DIRECTIONS FOR THIS TASK: Restate word for word the lines of the data below, from the first through the one that has "use crate::model::TrainableModel;".

DATA TO USE:
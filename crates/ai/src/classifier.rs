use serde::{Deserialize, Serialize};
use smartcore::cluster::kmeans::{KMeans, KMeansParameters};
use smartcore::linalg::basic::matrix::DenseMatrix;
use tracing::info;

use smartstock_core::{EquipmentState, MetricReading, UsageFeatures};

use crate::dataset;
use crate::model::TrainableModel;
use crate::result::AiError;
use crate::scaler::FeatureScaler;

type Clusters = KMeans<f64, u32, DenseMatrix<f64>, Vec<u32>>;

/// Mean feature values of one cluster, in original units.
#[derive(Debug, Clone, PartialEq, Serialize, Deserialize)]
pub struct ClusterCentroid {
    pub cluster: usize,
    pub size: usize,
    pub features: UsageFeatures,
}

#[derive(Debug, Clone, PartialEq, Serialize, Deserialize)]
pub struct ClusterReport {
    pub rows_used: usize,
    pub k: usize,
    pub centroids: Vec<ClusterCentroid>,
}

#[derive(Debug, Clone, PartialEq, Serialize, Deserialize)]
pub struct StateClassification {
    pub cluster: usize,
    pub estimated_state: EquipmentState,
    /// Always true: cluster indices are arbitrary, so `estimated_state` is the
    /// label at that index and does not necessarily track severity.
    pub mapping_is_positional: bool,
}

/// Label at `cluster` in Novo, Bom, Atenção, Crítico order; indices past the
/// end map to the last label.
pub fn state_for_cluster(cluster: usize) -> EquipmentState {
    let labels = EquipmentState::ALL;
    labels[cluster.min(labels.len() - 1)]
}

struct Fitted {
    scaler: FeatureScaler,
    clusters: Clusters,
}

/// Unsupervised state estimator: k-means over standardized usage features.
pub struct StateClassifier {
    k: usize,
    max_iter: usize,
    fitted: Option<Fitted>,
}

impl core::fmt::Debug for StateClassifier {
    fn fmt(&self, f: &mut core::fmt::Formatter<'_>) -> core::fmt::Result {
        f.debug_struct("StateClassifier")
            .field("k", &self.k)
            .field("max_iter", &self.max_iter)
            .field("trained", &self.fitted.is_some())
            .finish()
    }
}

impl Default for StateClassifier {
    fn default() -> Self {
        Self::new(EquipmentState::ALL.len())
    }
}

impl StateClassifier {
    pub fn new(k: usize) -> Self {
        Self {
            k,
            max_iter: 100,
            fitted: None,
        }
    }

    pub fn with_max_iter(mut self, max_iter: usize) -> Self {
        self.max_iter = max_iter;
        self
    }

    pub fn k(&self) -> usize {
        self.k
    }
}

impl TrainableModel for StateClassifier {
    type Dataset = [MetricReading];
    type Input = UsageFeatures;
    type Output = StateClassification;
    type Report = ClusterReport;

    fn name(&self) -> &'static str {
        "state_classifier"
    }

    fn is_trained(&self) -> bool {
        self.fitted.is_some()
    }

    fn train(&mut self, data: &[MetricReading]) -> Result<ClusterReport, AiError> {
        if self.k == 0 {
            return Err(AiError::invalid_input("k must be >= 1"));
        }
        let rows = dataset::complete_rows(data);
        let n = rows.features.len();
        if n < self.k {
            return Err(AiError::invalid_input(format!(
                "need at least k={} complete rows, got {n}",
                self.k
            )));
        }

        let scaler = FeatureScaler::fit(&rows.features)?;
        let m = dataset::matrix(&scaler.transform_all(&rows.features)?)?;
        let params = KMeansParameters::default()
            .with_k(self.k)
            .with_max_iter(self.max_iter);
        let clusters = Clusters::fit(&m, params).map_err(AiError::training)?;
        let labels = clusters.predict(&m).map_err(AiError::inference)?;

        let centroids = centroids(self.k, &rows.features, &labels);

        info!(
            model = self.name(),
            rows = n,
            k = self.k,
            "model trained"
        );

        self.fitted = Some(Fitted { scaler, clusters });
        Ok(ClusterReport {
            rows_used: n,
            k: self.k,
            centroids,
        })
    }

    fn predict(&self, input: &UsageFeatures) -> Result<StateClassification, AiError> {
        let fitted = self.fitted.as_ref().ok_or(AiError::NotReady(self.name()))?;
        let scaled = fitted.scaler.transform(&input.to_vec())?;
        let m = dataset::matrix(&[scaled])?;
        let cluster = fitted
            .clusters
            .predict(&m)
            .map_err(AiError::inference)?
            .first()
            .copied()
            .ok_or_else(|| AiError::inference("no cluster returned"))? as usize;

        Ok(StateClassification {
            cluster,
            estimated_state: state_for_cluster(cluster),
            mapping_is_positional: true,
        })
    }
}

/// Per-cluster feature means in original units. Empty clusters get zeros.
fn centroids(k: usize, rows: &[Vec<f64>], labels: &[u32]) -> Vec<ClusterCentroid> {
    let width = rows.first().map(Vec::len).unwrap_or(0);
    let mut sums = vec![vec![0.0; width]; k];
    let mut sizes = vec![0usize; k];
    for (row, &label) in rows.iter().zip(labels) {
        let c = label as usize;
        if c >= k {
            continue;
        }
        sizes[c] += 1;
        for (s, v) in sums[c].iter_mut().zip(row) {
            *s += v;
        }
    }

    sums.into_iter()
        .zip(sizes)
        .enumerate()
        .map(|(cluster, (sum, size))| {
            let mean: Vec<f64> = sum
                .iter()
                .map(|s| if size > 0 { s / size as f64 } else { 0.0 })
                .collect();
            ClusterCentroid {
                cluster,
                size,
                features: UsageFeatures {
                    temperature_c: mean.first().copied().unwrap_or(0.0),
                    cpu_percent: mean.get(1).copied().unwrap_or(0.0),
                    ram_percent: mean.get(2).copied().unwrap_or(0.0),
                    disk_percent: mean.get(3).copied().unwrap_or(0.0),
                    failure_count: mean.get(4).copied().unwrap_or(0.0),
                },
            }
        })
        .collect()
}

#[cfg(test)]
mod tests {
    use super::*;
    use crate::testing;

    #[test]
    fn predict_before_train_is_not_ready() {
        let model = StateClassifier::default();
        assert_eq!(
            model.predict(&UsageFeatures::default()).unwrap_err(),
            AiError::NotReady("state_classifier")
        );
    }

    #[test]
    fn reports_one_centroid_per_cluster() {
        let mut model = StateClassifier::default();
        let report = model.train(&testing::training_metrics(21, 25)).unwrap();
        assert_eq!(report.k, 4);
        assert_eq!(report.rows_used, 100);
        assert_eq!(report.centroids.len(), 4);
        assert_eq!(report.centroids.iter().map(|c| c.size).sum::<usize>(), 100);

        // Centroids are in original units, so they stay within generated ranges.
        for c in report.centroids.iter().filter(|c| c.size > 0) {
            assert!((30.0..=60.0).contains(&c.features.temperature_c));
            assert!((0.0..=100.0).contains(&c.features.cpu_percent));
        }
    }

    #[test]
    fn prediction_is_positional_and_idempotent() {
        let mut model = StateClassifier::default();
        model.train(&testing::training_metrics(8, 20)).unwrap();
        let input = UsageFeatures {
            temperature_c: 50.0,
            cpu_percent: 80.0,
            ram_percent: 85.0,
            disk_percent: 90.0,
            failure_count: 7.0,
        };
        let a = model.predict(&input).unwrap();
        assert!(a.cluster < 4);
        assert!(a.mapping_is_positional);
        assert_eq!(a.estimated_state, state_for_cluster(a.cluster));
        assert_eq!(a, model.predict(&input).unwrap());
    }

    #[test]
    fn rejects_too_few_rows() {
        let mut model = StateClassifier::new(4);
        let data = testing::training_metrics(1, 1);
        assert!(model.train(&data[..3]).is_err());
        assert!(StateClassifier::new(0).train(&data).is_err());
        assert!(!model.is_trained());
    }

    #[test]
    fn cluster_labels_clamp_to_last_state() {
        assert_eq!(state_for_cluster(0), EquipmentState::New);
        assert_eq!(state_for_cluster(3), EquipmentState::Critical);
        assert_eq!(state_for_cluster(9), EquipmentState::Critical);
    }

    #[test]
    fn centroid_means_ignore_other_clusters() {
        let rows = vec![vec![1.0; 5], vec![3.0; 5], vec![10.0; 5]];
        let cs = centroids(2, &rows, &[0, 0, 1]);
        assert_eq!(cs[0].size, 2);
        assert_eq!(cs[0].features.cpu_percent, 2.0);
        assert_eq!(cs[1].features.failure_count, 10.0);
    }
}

RESPONSE BELOW:
filename crates/ai/src/classifier.rs
use serde::{Deserialize, Serialize};
use smartcore::cluster::kmeans::{KMeans, KMeansParameters};
use smartcore::linalg::basic::matrix::DenseMatrix;
use tracing::info;

use smartstock_core::{EquipmentState, MetricReading, UsageFeatures};

use crate::dataset;
use crate::model::TrainableModel;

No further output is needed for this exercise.